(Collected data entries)
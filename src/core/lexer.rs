// Character-level tokenizer for VM assembly source.
//
// Surface syntax: `$r<n>` registers, `#<n>` immediates, `=<name>` label or
// prototype references, `:<name>:` label declarations, `.<name>` directives,
// `"..."` strings, `,` operand separator, `/* ... */` comments. A statement
// ends at `;` or at the end of a line; strings and comments may span lines.

use std::rc::Rc;

use crate::core::error::{AsmError, AsmErrorKind, Diagnostic, Severity};
use crate::core::token::{SourcePos, Token, TokenKind};
use crate::vm::limits::MAX_REGISTERS;

/// Tokenization result: the token stream plus the source lines kept for
/// diagnostic rendering by later phases.
#[derive(Debug)]
pub struct LexOutput {
    pub tokens: Vec<Token>,
    pub lines: Vec<String>,
}

/// Tokenize a whole input. Stops at the first error.
pub fn tokenize(input_name: &str, source: &str) -> Result<LexOutput, Diagnostic> {
    let mut lexer = Lexer::new(input_name, source);
    lexer.run()?;
    Ok(LexOutput {
        tokens: lexer.tokens,
        lines: lexer.lines.iter().map(|line| line.to_string()).collect(),
    })
}

struct Lexer {
    chars: Vec<char>,
    pos: usize,
    line: u32,
    column: u32,
    file: Rc<str>,
    lines: Vec<Rc<str>>,
    tokens: Vec<Token>,
}

impl Lexer {
    fn new(input_name: &str, source: &str) -> Self {
        Self {
            chars: source.chars().collect(),
            pos: 0,
            line: 1,
            column: 1,
            file: Rc::from(input_name),
            lines: source.lines().map(Rc::from).collect(),
            tokens: Vec::new(),
        }
    }

    fn run(&mut self) -> Result<(), Diagnostic> {
        loop {
            self.skip_white();
            if self.peek().is_none() {
                break;
            }
            let token = self.scan_token()?;
            self.tokens.push(token);
        }

        // A final line without `;` still ends its statement.
        if !matches!(
            self.tokens.last().map(|t| &t.kind),
            None | Some(TokenKind::StatementEnd)
        ) {
            self.push_statement_end();
        }
        Ok(())
    }

    fn scan_token(&mut self) -> Result<Token, Diagnostic> {
        let start = self.here();
        let start_line_text = self.line_text();
        let c = match self.peek() {
            Some(c) => c,
            None => return Err(self.failure(start, "No data left to read")),
        };

        let kind = match c {
            '$' => self.scan_register()?,
            '#' => self.scan_immediate()?,
            '=' => {
                self.bump();
                TokenKind::LabelRef(self.scan_identifier()?)
            }
            '.' => {
                self.bump();
                TokenKind::DirectiveName(self.scan_identifier()?)
            }
            ':' => {
                self.bump();
                let name = self.scan_identifier()?;
                self.expect(':')?;
                TokenKind::LabelDecl(name)
            }
            '"' => self.scan_string()?,
            '/' => self.scan_comment()?,
            ',' => {
                self.bump();
                TokenKind::Comma
            }
            ';' => {
                self.bump();
                TokenKind::StatementEnd
            }
            c if is_ident_start(c) => TokenKind::Identifier(self.scan_identifier()?),
            c => return Err(self.failure(start, format!("Unknown token '{c}'"))),
        };

        Ok(Token {
            kind,
            file: Rc::clone(&self.file),
            start,
            end: self.prev_pos(start),
            raw: self.raw_since(start),
            line_text: start_line_text,
        })
    }

    fn scan_register(&mut self) -> Result<TokenKind, Diagnostic> {
        let start = self.here();
        self.expect('$')?;
        self.expect('r')?;
        let value = self.scan_integer()?;
        if value >= i64::from(MAX_REGISTERS) {
            return Err(self.failure(start, format!("Invalid register '$r{value}'")));
        }
        Ok(TokenKind::Register(value as u16))
    }

    fn scan_immediate(&mut self) -> Result<TokenKind, Diagnostic> {
        self.expect('#')?;
        Ok(TokenKind::Immediate(self.scan_integer()?))
    }

    fn scan_integer(&mut self) -> Result<i64, Diagnostic> {
        let start = self.here();
        if !matches!(self.peek(), Some(c) if c.is_ascii_digit()) {
            return Err(self.failure(start, "Expected 'integer'"));
        }
        let mut value: i64 = 0;
        while let Some(c) = self.peek() {
            if !c.is_ascii_digit() {
                break;
            }
            value = value
                .checked_mul(10)
                .and_then(|v| v.checked_add(i64::from(c as u8 - b'0')))
                .ok_or_else(|| self.failure(start, "Integer is overflowing"))?;
            self.bump();
        }
        Ok(value)
    }

    fn scan_identifier(&mut self) -> Result<String, Diagnostic> {
        let start = self.here();
        if !matches!(self.peek(), Some(c) if is_ident_start(c)) {
            return Err(self.failure(start, "Expected 'identifier'"));
        }
        let mut name = String::new();
        while let Some(c) = self.peek() {
            if !is_ident_char(c) {
                break;
            }
            name.push(c);
            self.bump();
        }
        Ok(name)
    }

    fn scan_string(&mut self) -> Result<TokenKind, Diagnostic> {
        let start = self.here();
        self.expect('"')?;
        let mut text = String::new();
        loop {
            match self.peek() {
                Some('"') => {
                    self.bump();
                    return Ok(TokenKind::Str(text));
                }
                Some(c) => {
                    text.push(c);
                    self.bump();
                }
                None => return Err(self.failure(start, "Unterminated string")),
            }
        }
    }

    fn scan_comment(&mut self) -> Result<TokenKind, Diagnostic> {
        let start = self.here();
        self.expect('/')?;
        if self.peek() != Some('*') {
            return Err(self.failure(start, "Expected multiline comment"));
        }
        self.bump();
        let mut text = String::new();
        loop {
            match self.peek() {
                Some('*') => {
                    self.bump();
                    if self.peek() == Some('/') {
                        self.bump();
                        return Ok(TokenKind::Comment(text));
                    }
                    text.push('*');
                }
                Some(c) => {
                    text.push(c);
                    self.bump();
                }
                None => return Err(self.failure(start, "Unterminated comment")),
            }
        }
    }

    // Skip whitespace between tokens; a newline ends the open statement.
    fn skip_white(&mut self) {
        while let Some(c) = self.peek() {
            if !c.is_whitespace() {
                break;
            }
            if c == '\n'
                && !matches!(
                    self.tokens.last().map(|t| &t.kind),
                    None | Some(TokenKind::StatementEnd)
                )
            {
                self.push_statement_end();
            }
            self.bump();
        }
    }

    fn push_statement_end(&mut self) {
        let pos = self.here();
        self.tokens.push(Token {
            kind: TokenKind::StatementEnd,
            file: Rc::clone(&self.file),
            start: pos,
            end: pos,
            raw: String::new(),
            line_text: self.line_text(),
        });
    }

    fn expect(&mut self, expected: char) -> Result<(), Diagnostic> {
        let start = self.here();
        match self.peek() {
            Some(c) if c == expected => {
                self.bump();
                Ok(())
            }
            Some(c) => Err(self.failure(start, format!("Expected '{expected}' got '{c}'"))),
            None => Err(self.failure(start, format!("Expected '{expected}' got end of input"))),
        }
    }

    fn peek(&self) -> Option<char> {
        self.chars.get(self.pos).copied()
    }

    fn bump(&mut self) {
        if let Some(c) = self.chars.get(self.pos) {
            if *c == '\n' {
                self.line += 1;
                self.column = 1;
            } else {
                self.column += 1;
            }
            self.pos += 1;
        }
    }

    fn here(&self) -> SourcePos {
        SourcePos {
            line: self.line,
            column: self.column,
        }
    }

    // End position of the token just consumed; never before its start.
    fn prev_pos(&self, start: SourcePos) -> SourcePos {
        if self.line == start.line && self.column <= start.column {
            return start;
        }
        if self.column > 1 {
            SourcePos {
                line: self.line,
                column: self.column - 1,
            }
        } else {
            SourcePos {
                line: self.line,
                column: 1,
            }
        }
    }

    fn raw_since(&self, start: SourcePos) -> String {
        // A token spanning lines keeps only its first line as raw text.
        let line = match self.lines.get(start.line as usize - 1) {
            Some(line) => line,
            None => return String::new(),
        };
        if self.line == start.line {
            let begin = start.column as usize - 1;
            let end = (self.column as usize - 1).min(line.chars().count());
            line.chars().skip(begin).take(end.saturating_sub(begin)).collect()
        } else {
            line.chars().skip(start.column as usize - 1).collect()
        }
    }

    fn line_text(&self) -> Rc<str> {
        self.lines
            .get(self.line as usize - 1)
            .cloned()
            .unwrap_or_else(|| Rc::from(""))
    }

    fn failure(&self, pos: SourcePos, msg: impl Into<String>) -> Diagnostic {
        Diagnostic::new(
            pos.line,
            Severity::Error,
            AsmError::new(AsmErrorKind::Lexer, msg),
        )
        .with_column(Some(pos.column as usize))
        .with_file(Some(self.file.to_string()))
        .with_source(Some(self.line_text_at(pos.line)))
    }

    fn line_text_at(&self, line: u32) -> String {
        self.lines
            .get(line as usize - 1)
            .map(|l| l.to_string())
            .unwrap_or_default()
    }
}

fn is_ident_start(c: char) -> bool {
    c.is_ascii_alphabetic() || c == '_'
}

fn is_ident_char(c: char) -> bool {
    c.is_ascii_alphanumeric() || c == '_' || c == '$' || c == '.'
}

■ What you should do
Please copy only the lines between the first line of the entries and the line with "use crate::vm::limits::MAX_REGISTERS;", keeping those two end lines as well, exactly as written.

■ Response to this task
filename src/core/lexer.rs
// Character-level tokenizer for VM assembly source.
//
// Surface syntax: `$r<n>` registers, `#<n>` immediates, `=<name>` label or
// prototype references, `:<name>:` label declarations, `.<name>` directives,
// `"..."` strings, `,` operand separator, `/* ... */` comments. A statement
// ends at `;` or at the end of a line; strings and comments may span lines.

use std::rc::Rc;

use crate::core::error::{AsmError, AsmErrorKind, Diagnostic, Severity};
use crate::core::token::{SourcePos, Token, TokenKind};
use crate::vm::limits::MAX_REGISTERS;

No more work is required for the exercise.